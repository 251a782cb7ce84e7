use crate::error::{PipelineError, PipelineResult};
use image::{DynamicImage, Rgb, RgbImage, RgbaImage};
use serde::{Deserialize, Serialize};
use std::fmt;
use std::str::FromStr;

/// The closed set of per-frame transforms a job can be configured with.
#[derive(Debug, Clone, Copy, PartialEq, Eq, Hash, Serialize, Deserialize)]
#[serde(rename_all = "snake_case")]
pub enum TransformKind {
    Segmentation,
    Denoise,
    ColorGrade,
}

/// What happens to the source audio track for a given transform.
#[derive(Debug, Clone, Copy, PartialEq, Eq)]
pub enum AudioPolicy {
    /// Output is video only.
    Drop,
    /// Extracted track is muxed back unchanged.
    Passthrough,
    /// Extracted track goes through the audio noise filter before muxing.
    Denoise,
}

impl TransformKind {
    pub const ALL: [TransformKind; 3] = [
        TransformKind::Segmentation,
        TransformKind::Denoise,
        TransformKind::ColorGrade,
    ];

    pub fn as_str(&self) -> &'static str {
        match self {
            TransformKind::Segmentation => "segmentation",
            TransformKind::Denoise => "denoise",
            TransformKind::ColorGrade => "color_grade",
        }
    }

    /// Processor name the HTTP layer exposes for this transform.
    pub fn processor_name(&self) -> &'static str {
        match self {
            TransformKind::Segmentation => "bg_remover",
            TransformKind::Denoise => "noise_reduction",
            TransformKind::ColorGrade => "color_grading",
        }
    }

    pub fn audio_policy(&self) -> AudioPolicy {
        match self {
            TransformKind::Segmentation => AudioPolicy::Drop,
            TransformKind::Denoise => AudioPolicy::Denoise,
            TransformKind::ColorGrade => AudioPolicy::Passthrough,
        }
    }

    /// Build a fresh session for this transform. Called once per batch, inside
    /// the worker that owns the batch.
    pub fn open_session(&self) -> PipelineResult<Box<dyn TransformSession>> {
        let session: Box<dyn TransformSession> = match self {
            TransformKind::Segmentation => Box::new(SegmentationSession::new(0.12, 0.08)),
            TransformKind::Denoise => Box::new(DenoiseSession::new()),
            TransformKind::ColorGrade => Box::new(ColorGradeSession::new(0.01)),
        };
        tracing::debug!("Opened {} session", self.as_str());
        Ok(session)
    }
}

impl fmt::Display for TransformKind {
    fn fmt(&self, f: &mut fmt::Formatter<'_>) -> fmt::Result {
        f.write_str(self.as_str())
    }
}

impl FromStr for TransformKind {
    type Err = PipelineError;

    fn from_str(s: &str) -> Result<Self, Self::Err> {
        match s.trim().to_ascii_lowercase().as_str() {
            "segmentation" | "bg_remover" | "u2net" => Ok(TransformKind::Segmentation),
            "denoise" | "noise_reduction" => Ok(TransformKind::Denoise),
            "color_grade" | "color_grading" => Ok(TransformKind::ColorGrade),
            _ => Err(PipelineError::UnknownTransform(s.to_string())),
        }
    }
}

/// A loaded transform bound to one worker for the duration of one batch.
pub trait TransformSession {
    fn apply(&mut self, frame: DynamicImage) -> PipelineResult<DynamicImage>;
}

/// Keys out the background by comparing every pixel against the dominant
/// border colour. Output frames are RGBA with a soft alpha edge, colour
/// premultiplied by alpha so the background is black once alpha is dropped.
pub struct SegmentationSession {
    tolerance: f32,
    feather: f32,
    border: [Vec<u8>; 3],
}

impl SegmentationSession {
    pub fn new(tolerance: f32, feather: f32) -> Self {
        Self {
            tolerance,
            feather,
            border: [Vec::new(), Vec::new(), Vec::new()],
        }
    }

    fn estimate_background(&mut self, image: &RgbaImage) -> [u8; 3] {
        let (width, height) = image.dimensions();
        for channel in self.border.iter_mut() {
            channel.clear();
        }

        let mut push = |x: u32, y: u32| {
            let p = image.get_pixel(x, y);
            for c in 0..3 {
                self.border[c].push(p[c]);
            }
        };
        for x in 0..width {
            push(x, 0);
            push(x, height - 1);
        }
        for y in 1..height.saturating_sub(1) {
            push(0, y);
            push(width - 1, y);
        }

        let mut background = [0u8; 3];
        for (c, values) in self.border.iter_mut().enumerate() {
            values.sort_unstable();
            background[c] = values[values.len() / 2];
        }
        background
    }
}

impl TransformSession for SegmentationSession {
    fn apply(&mut self, frame: DynamicImage) -> PipelineResult<DynamicImage> {
        let mut image = frame.to_rgba8();
        let (width, height) = image.dimensions();
        if width == 0 || height == 0 {
            return Err(PipelineError::Worker("empty frame".to_string()));
        }

        let background = self.estimate_background(&image);
        // Max euclidean distance in RGB space.
        let max_distance = (3.0f32 * 255.0 * 255.0).sqrt();

        for pixel in image.pixels_mut() {
            let distance = (0..3)
                .map(|c| {
                    let d = pixel[c] as f32 - background[c] as f32;
                    d * d
                })
                .sum::<f32>()
                .sqrt()
                / max_distance;

            let alpha = if distance <= self.tolerance {
                0.0
            } else if distance >= self.tolerance + self.feather {
                1.0
            } else {
                (distance - self.tolerance) / self.feather
            };
            let alpha = ((alpha * 255.0).round() as u8).min(pixel[3]);
            // Cut out onto black so the keying survives an alpha-less encode.
            for c in 0..3 {
                pixel[c] = ((pixel[c] as u16 * alpha as u16 + 127) / 255) as u8;
            }
            pixel[3] = alpha;
        }

        Ok(DynamicImage::ImageRgba8(image))
    }
}

/// 3x3 per-channel median filter.
pub struct DenoiseSession {
    window: [u8; 9],
}

impl DenoiseSession {
    pub fn new() -> Self {
        Self { window: [0; 9] }
    }
}

impl Default for DenoiseSession {
    fn default() -> Self {
        Self::new()
    }
}

impl TransformSession for DenoiseSession {
    fn apply(&mut self, frame: DynamicImage) -> PipelineResult<DynamicImage> {
        let src = frame.to_rgb8();
        let (width, height) = src.dimensions();
        let mut out = RgbImage::new(width, height);
        let max_x = width as i64 - 1;
        let max_y = height as i64 - 1;

        for y in 0..height {
            for x in 0..width {
                let mut filtered = Rgb([0u8; 3]);
                for c in 0..3 {
                    let mut n = 0;
                    for dy in -1i64..=1 {
                        for dx in -1i64..=1 {
                            let sx = (x as i64 + dx).clamp(0, max_x) as u32;
                            let sy = (y as i64 + dy).clamp(0, max_y) as u32;
                            self.window[n] = src.get_pixel(sx, sy)[c];
                            n += 1;
                        }
                    }
                    self.window.sort_unstable();
                    filtered[c] = self.window[4];
                }
                out.put_pixel(x, y, filtered);
            }
        }

        Ok(DynamicImage::ImageRgb8(out))
    }
}

/// Auto-levels: stretches each channel so that the `clip` fraction of darkest
/// and brightest samples saturate.
pub struct ColorGradeSession {
    clip: f32,
    histograms: [[u32; 256]; 3],
}

impl ColorGradeSession {
    pub fn new(clip: f32) -> Self {
        Self {
            clip,
            histograms: [[0; 256]; 3],
        }
    }

    fn channel_bounds(histogram: &[u32; 256], total: u32, clip: f32) -> (u8, u8) {
        let cutoff = (total as f32 * clip).floor() as u32;

        let mut low = 0u8;
        let mut seen = 0u32;
        for (value, count) in histogram.iter().enumerate() {
            seen += count;
            if seen > cutoff {
                low = value as u8;
                break;
            }
        }

        let mut high = 255u8;
        seen = 0;
        for (value, count) in histogram.iter().enumerate().rev() {
            seen += count;
            if seen > cutoff {
                high = value as u8;
                break;
            }
        }

        (low, high)
    }
}

impl TransformSession for ColorGradeSession {
    fn apply(&mut self, frame: DynamicImage) -> PipelineResult<DynamicImage> {
        let mut image = frame.to_rgba8();
        let total = image.width() * image.height();

        for histogram in self.histograms.iter_mut() {
            histogram.fill(0);
        }
        for pixel in image.pixels() {
            for c in 0..3 {
                self.histograms[c][pixel[c] as usize] += 1;
            }
        }

        let mut lut = [[0u8; 256]; 3];
        for c in 0..3 {
            let (low, high) = Self::channel_bounds(&self.histograms[c], total, self.clip);
            for (value, slot) in lut[c].iter_mut().enumerate() {
                *slot = if high <= low {
                    value as u8
                } else {
                    let scaled =
                        (value as f32 - low as f32) * 255.0 / (high as f32 - low as f32);
                    scaled.round().clamp(0.0, 255.0) as u8
                };
            }
        }

        for pixel in image.pixels_mut() {
            for c in 0..3 {
                pixel[c] = lut[c][pixel[c] as usize];
            }
        }

        Ok(DynamicImage::ImageRgba8(image))
    }
}

#[cfg(test)]
mod tests {
    use super::*;
    use image::Rgba;

    #[test]
    fn test_parse_transform_kind_aliases() {
        assert_eq!(
            "bg_remover".parse::<TransformKind>().unwrap(),
            TransformKind::Segmentation
        );
        assert_eq!(
            "NOISE_REDUCTION".parse::<TransformKind>().unwrap(),
            TransformKind::Denoise
        );
        assert_eq!(
            "color_grade".parse::<TransformKind>().unwrap(),
            TransformKind::ColorGrade
        );

        let err = "sharpen".parse::<TransformKind>().unwrap_err();
        assert!(matches!(err, PipelineError::UnknownTransform(name) if name == "sharpen"));
    }

    #[test]
    fn test_processor_names_round_trip() {
        for kind in TransformKind::ALL {
            assert_eq!(kind.processor_name().parse::<TransformKind>().unwrap(), kind);
        }
    }

    #[test]
    fn test_segmentation_keys_out_border_colour() {
        // Green backdrop with a red square in the middle
        let image = RgbaImage::from_fn(20, 20, |x, y| {
            if (6..14).contains(&x) && (6..14).contains(&y) {
                Rgba([220, 20, 20, 255])
            } else {
                Rgba([10, 200, 10, 255])
            }
        });

        let mut session = TransformKind::Segmentation.open_session().unwrap();
        let out = session
            .apply(DynamicImage::ImageRgba8(image))
            .unwrap()
            .to_rgba8();

        assert_eq!(out.get_pixel(0, 0)[3], 0);
        assert_eq!(out.get_pixel(19, 10)[3], 0);
        assert_eq!(out.get_pixel(10, 10)[3], 255);
        // Colour of the foreground is untouched
        assert_eq!(out.get_pixel(10, 10)[0], 220);
    }

    #[test]
    fn test_segmentation_background_is_black_without_alpha() {
        let image = RgbImage::from_fn(20, 20, |x, y| {
            if (6..14).contains(&x) && (6..14).contains(&y) {
                Rgb([220, 20, 20])
            } else {
                Rgb([10, 200, 10])
            }
        });

        let mut session = TransformKind::Segmentation.open_session().unwrap();
        let rgb = session
            .apply(DynamicImage::ImageRgb8(image.clone()))
            .unwrap()
            .to_rgb8();

        assert_ne!(rgb, image);
        assert_eq!(rgb.get_pixel(0, 0), &Rgb([0, 0, 0]));
        assert_eq!(rgb.get_pixel(19, 10), &Rgb([0, 0, 0]));
        assert_eq!(rgb.get_pixel(10, 10), &Rgb([220, 20, 20]));
    }

    #[test]
    fn test_denoise_removes_salt_pixel() {
        let mut image = RgbImage::from_pixel(9, 9, Rgb([100, 100, 100]));
        image.put_pixel(4, 4, Rgb([255, 255, 255]));

        let mut session = TransformKind::Denoise.open_session().unwrap();
        let out = session
            .apply(DynamicImage::ImageRgb8(image))
            .unwrap()
            .to_rgb8();

        assert_eq!(out.get_pixel(4, 4), &Rgb([100, 100, 100]));
        assert_eq!(out.dimensions(), (9, 9));
    }

    #[test]
    fn test_color_grade_stretches_low_contrast() {
        // Values confined to [100, 150]
        let image = RgbImage::from_fn(51, 4, |x, _| {
            let v = 100 + x as u8;
            Rgb([v, v, v])
        });

        let mut session = TransformKind::ColorGrade.open_session().unwrap();
        let out = session
            .apply(DynamicImage::ImageRgb8(image))
            .unwrap()
            .to_rgba8();

        assert_eq!(out.get_pixel(0, 0)[0], 0);
        assert_eq!(out.get_pixel(50, 0)[0], 255);
        assert_eq!(out.get_pixel(0, 0)[3], 255);
    }

    #[test]
    fn test_color_grade_leaves_flat_image_alone() {
        let image = RgbImage::from_pixel(4, 4, Rgb([80, 80, 80]));
        let mut session = TransformKind::ColorGrade.open_session().unwrap();
        let out = session
            .apply(DynamicImage::ImageRgb8(image))
            .unwrap()
            .to_rgba8();
        assert_eq!(out.get_pixel(2, 2)[0], 80);
    }
}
# # # # # # #
- [EXERCISE]
Reproduce exactly the entries above, limited to the lines from the one with "owns the batch." through the one with "f.write_str(self.as_str())", both included.

- [ANSWER SPACE]
    /// the worker that owns the batch.
    pub fn open_session(&self) -> PipelineResult<Box<dyn TransformSession>> {
        let session: Box<dyn TransformSession> = match self {
            TransformKind::Segmentation => Box::new(SegmentationSession::new(0.12, 0.08)),
            TransformKind::Denoise => Box::new(DenoiseSession::new()),
            TransformKind::ColorGrade => Box::new(ColorGradeSession::new(0.01)),
        };
        tracing::debug!("Opened {} session", self.as_str());
        Ok(session)
    }
}

impl fmt::Display for TransformKind {
    fn fmt(&self, f: &mut fmt::Formatter<'_>) -> fmt::Result {
        f.write_str(self.as_str())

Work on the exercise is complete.